FIG. 1 is a characteristic diagram showing the relationship between HCl concentration and etching characteristics in a Cl ₂ / O ₂ gas system.

FIG. 2 is a characteristic diagram showing a relationship between O ₂ concentration in Cl ₂ and HCl gas and etching characteristics.

FIG. 3 is a schematic explanatory diagram of an ECR etching apparatus.

FIG. 4 is a structural cross-sectional view of a MOSFET gate electrode.

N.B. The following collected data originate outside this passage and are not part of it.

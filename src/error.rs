//! Error types for inkpost.

use thiserror::Error;

/// Infrastructure error type for inkpost.
///
/// These surface while the process is starting up (configuration, database
/// setup, logging). Request handling uses [`ServiceError`] instead.
#[derive(Error, Debug)]
pub enum InkpostError {
    /// Database error.
    ///
    /// Database errors from sqlx are automatically converted.
    #[error("database error: {0}")]
    Database(String),

    /// I/O error.
    #[error("I/O error: {0}")]
    Io(#[from] std::io::Error),

    /// Configuration error.
    #[error("configuration error: {0}")]
    Config(String),

    /// Validation error.
    #[error("validation error: {0}")]
    Validation(String),
}

impl From<sqlx::Error> for InkpostError {
    fn from(e: sqlx::Error) -> Self {
        InkpostError::Database(e.to_string())
    }
}

/// Result type alias for inkpost infrastructure operations.
pub type Result<T> = std::result::Result<T, InkpostError>;

/// Errors returned by the authentication and post services.
///
/// Every store failure is classified into one of these before it leaves a
/// service. The messages are user-facing; internal causes are logged, not
/// carried.
#[derive(Error, Debug, Clone, PartialEq, Eq)]
pub enum ServiceError {
    /// Registration email is already taken.
    #[error("User with that email already exists")]
    DuplicateUser,

    /// Login failed. Deliberately does not say why.
    #[error("Wrong credentials provided")]
    InvalidCredentials,

    /// The requested record does not exist.
    #[error("{0} not found")]
    NotFound(&'static str),

    /// Unexpected store or infrastructure failure.
    #[error("Something went wrong")]
    InternalFailure,
}

/// Result type alias for service operations.
pub type ServiceResult<T> = std::result::Result<T, ServiceError>;
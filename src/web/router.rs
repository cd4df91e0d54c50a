//! Router configuration for the HTTP API.

use std::sync::Arc;

use axum::{routing::get, routing::post, Router};
use tower::ServiceBuilder;
use tower_http::compression::CompressionLayer;
use tower_http::trace::TraceLayer;

use super::handlers::{
    authenticated_user, create_post, delete_post, get_post, get_user, list_posts, log_in,
    log_out, register, update_post, AppState,
};
use super::middleware::create_cors_layer;

/// Create the API router.
pub fn create_router(app_state: Arc<AppState>, cors_origins: &[String]) -> Router {
    let auth_routes = Router::new()
        .route("/", get(authenticated_user))
        .route("/register", post(register))
        .route("/log-in", post(log_in))
        .route("/log-out", post(log_out));

    let post_routes = Router::new()
        .route("/", get(list_posts).post(create_post))
        .route("/:id", get(get_post).put(update_post).delete(delete_post));

    Router::new()
        .nest("/authentication", auth_routes)
        .nest("/posts", post_routes)
        .route("/users/:id", get(get_user))
        .layer(
            ServiceBuilder::new()
                .layer(TraceLayer::new_for_http())
                .layer(create_cors_layer(cors_origins)),
        )
        .with_state(app_state)
}

/// Create a health check router.
pub fn create_health_router() -> Router {
    Router::new().route("/health", get(health_check))
}

/// The whole application: API, health check and response compression.
pub fn create_app(app_state: Arc<AppState>, cors_origins: &[String]) -> Router {
    create_router(app_state, cors_origins)
        .merge(create_health_router())
        .layer(CompressionLayer::new())
}

/// Health check handler.
async fn health_check() -> &'static str {
    "OK"
}
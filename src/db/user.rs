//! User model for inkpost.

use std::fmt;

use serde::Serialize;

/// User row as stored in the database.
///
/// Carries the password hash, so it never leaves the authentication
/// service. Callers get a [`PublicUser`] instead.
#[derive(Clone, sqlx::FromRow)]
pub struct User {
    /// Unique user ID.
    pub id: i64,
    /// Login email (unique, case-insensitive).
    pub email: String,
    /// Display name.
    pub name: String,
    /// bcrypt hash of the password.
    pub password: String,
}

impl fmt::Debug for User {
    fn fmt(&self, f: &mut fmt::Formatter<'_>) -> fmt::Result {
        f.debug_struct("User")
            .field("id", &self.id)
            .field("email", &self.email)
            .field("name", &self.name)
            .field("password", &"[redacted]")
            .finish()
    }
}

impl User {
    /// Drop the credential and keep only what callers may see.
    pub fn scrub(self) -> PublicUser {
        PublicUser {
            id: self.id,
            email: self.email,
            name: self.name,
        }
    }
}

/// A user with the credential field removed.
#[derive(Debug, Clone, PartialEq, Eq, Serialize)]
pub struct PublicUser {
    /// Unique user ID.
    pub id: i64,
    /// Login email.
    pub email: String,
    /// Display name.
    pub name: String,
}

impl From<User> for PublicUser {
    fn from(user: User) -> Self {
        user.scrub()
    }
}

/// Data for creating a new user.
#[derive(Clone)]
pub struct NewUser {
    /// Login email.
    pub email: String,
    /// Display name.
    pub name: String,
    /// Password hash. Must already be hashed.
    pub password: String,
}

impl NewUser {
    /// Create a new user record from an email, name and password hash.
    pub fn new(
        email: impl Into<String>,
        name: impl Into<String>,
        password_hash: impl Into<String>,
    ) -> Self {
        Self {
            email: email.into(),
            name: name.into(),
            password: password_hash.into(),
        }
    }
}

impl fmt::Debug for NewUser {
    fn fmt(&self, f: &mut fmt::Formatter<'_>) -> fmt::Result {
        f.debug_struct("NewUser")
            .field("email", &self.email)
            .field("name", &self.name)
            .field("password", &"[redacted]")
            .finish()
    }
}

FIG. 5 is a cross-sectional view of a polycide structure of a gate electrode.

[Explanation of symbols]

 1 Electromagnetic coil 2 Quartz window 3 Microwave (2.45GHZ) 4 Mass flow controller 5 Workpiece sample 6 Exhaust hole 7 Cooling water 8 Si substrate 9 Refractory metal silicide electrode 10 Polysilicon electrode 11 Gate electrode 12 Gate oxide film 13 LOCOS film 14 Photoresist 15 Ion beam

Claims (3)

[Claims] 1. A semiconductor device MISFET (Metal Insulator S
In the dry etching process for processing the gate electrode of the semiconductor field effect transistor, a gas characterized by using Cl ₂ , O ₂ and hydrogen halide mixed at a ratio of about 5: 1: 1 is used as the etching gas. Electrode dry etching method. 2. The dry etching method according to claim 1, wherein the gate electrode has a polycide structure of polysilicon and silicide of refractory metal. 3. The dry etching method according to claim 1 or 2, wherein the hydrogen halide is hydrogen chloride.